▶ [GOAL OF THE EXERCISE]: Find each line below that includes "rest", then copy it.

Stored entries
- - - -

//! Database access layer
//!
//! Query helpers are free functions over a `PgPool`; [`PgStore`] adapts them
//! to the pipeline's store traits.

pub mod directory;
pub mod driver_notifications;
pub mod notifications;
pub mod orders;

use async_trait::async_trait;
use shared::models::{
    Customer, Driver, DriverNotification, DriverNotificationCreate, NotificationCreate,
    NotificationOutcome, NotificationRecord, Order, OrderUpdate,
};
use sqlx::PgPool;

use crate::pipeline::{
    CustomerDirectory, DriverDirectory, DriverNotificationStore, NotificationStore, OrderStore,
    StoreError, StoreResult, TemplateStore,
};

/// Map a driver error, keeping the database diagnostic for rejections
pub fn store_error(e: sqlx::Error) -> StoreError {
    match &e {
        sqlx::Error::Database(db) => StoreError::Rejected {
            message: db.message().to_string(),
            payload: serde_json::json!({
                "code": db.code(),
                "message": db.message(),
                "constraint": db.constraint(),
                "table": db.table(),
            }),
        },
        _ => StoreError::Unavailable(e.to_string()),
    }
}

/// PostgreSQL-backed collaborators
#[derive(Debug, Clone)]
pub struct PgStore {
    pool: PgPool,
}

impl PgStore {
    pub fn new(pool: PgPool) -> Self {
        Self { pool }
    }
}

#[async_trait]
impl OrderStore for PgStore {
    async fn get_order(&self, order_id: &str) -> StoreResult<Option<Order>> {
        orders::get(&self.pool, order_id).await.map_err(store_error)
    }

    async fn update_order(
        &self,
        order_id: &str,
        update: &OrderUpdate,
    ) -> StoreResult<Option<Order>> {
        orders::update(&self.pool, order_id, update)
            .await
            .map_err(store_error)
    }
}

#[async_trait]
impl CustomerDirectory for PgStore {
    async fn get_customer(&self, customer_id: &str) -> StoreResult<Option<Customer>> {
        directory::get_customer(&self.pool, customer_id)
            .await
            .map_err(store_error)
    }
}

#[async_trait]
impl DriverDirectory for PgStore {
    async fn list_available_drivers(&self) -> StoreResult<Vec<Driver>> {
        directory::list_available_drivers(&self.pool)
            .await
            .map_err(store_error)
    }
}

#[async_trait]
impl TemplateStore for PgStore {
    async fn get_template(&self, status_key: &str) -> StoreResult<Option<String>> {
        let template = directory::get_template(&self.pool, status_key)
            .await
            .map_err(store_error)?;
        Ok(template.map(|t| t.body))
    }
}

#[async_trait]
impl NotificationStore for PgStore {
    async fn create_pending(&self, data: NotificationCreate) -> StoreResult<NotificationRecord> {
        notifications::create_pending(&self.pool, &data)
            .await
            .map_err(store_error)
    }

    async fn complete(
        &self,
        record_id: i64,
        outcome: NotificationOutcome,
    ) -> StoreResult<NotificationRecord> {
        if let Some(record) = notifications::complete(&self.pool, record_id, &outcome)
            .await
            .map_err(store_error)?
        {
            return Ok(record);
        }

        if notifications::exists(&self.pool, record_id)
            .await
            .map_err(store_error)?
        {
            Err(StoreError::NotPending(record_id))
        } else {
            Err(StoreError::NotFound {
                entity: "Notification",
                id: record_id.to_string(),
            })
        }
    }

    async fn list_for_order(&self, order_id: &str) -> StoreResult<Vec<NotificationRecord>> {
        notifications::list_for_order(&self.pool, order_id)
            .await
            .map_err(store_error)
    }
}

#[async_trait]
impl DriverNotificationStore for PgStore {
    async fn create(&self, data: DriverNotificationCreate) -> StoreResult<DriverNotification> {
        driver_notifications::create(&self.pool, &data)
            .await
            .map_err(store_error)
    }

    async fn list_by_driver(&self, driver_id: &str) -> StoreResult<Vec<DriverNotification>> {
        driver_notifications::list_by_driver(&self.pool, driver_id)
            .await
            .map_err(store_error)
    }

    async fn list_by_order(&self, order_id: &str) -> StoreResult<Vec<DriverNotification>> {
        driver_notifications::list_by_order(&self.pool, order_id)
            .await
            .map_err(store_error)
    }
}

- - - -

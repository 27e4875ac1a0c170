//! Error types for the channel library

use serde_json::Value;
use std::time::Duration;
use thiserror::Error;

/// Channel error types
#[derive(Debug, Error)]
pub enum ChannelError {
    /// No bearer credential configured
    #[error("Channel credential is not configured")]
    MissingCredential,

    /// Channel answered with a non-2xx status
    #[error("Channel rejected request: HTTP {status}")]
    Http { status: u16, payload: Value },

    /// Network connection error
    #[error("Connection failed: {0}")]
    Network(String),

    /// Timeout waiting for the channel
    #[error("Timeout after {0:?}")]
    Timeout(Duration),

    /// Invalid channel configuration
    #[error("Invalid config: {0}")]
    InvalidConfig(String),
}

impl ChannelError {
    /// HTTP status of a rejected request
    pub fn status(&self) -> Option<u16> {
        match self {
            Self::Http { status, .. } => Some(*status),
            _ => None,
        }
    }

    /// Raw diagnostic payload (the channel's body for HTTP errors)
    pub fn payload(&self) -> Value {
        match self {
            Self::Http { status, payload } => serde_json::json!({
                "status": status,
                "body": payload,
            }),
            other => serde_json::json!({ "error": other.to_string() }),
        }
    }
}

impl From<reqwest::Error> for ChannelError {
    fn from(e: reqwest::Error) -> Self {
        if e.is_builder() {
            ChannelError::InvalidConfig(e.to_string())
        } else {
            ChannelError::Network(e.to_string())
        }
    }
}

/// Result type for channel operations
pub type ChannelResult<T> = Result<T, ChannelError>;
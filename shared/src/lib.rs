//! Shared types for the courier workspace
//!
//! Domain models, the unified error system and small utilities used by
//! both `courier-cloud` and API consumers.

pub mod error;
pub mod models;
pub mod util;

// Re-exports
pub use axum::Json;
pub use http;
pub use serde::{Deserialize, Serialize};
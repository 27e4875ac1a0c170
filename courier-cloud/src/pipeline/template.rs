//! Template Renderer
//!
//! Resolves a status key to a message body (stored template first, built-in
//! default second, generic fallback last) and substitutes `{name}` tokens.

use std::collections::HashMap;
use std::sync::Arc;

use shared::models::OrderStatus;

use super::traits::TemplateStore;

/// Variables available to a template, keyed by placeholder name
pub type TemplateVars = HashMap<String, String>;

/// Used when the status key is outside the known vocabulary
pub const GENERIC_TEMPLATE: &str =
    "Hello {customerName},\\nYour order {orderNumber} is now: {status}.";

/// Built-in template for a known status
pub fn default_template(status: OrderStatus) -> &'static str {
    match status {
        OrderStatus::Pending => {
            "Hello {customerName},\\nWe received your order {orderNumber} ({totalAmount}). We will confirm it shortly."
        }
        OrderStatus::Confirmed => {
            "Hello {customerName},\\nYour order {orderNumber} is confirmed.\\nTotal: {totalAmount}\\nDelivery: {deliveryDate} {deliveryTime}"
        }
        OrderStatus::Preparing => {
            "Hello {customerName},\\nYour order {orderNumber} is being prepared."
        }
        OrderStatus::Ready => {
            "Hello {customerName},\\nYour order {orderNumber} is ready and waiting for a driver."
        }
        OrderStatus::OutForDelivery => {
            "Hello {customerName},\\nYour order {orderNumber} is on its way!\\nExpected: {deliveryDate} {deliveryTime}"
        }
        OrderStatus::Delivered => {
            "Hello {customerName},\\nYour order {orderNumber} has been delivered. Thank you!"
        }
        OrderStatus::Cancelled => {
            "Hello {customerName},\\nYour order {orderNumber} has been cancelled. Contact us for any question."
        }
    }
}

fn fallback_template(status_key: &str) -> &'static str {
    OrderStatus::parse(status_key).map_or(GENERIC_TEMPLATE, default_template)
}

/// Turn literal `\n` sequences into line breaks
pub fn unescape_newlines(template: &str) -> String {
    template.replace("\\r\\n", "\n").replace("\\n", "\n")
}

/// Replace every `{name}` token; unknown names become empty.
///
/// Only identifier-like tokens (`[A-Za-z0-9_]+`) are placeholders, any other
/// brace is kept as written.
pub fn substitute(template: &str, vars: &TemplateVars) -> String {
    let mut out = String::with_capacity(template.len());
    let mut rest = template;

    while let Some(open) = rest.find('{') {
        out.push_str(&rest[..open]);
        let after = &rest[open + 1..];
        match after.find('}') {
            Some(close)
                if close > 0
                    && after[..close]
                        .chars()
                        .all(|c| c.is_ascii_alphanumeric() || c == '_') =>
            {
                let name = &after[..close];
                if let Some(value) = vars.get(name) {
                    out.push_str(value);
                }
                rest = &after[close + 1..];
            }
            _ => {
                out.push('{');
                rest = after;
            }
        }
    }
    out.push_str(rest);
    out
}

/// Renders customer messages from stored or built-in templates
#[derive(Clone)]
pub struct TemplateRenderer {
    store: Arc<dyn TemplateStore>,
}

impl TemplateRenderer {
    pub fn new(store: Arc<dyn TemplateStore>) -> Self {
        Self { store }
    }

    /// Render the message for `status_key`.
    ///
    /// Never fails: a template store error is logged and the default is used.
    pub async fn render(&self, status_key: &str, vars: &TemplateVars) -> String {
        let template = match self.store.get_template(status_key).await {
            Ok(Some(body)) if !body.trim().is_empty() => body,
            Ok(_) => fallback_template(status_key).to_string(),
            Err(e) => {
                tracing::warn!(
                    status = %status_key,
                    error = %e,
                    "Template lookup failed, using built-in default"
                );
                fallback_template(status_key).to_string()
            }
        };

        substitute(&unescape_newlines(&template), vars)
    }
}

- - - -

▶ [EXERCISE ANSWER]:
    let mut rest = template;
    while let Some(open) = rest.find('{') {
        out.push_str(&rest[..open]);
        let after = &rest[open + 1..];
                rest = &after[close + 1..];
                rest = after;
    out.push_str(rest);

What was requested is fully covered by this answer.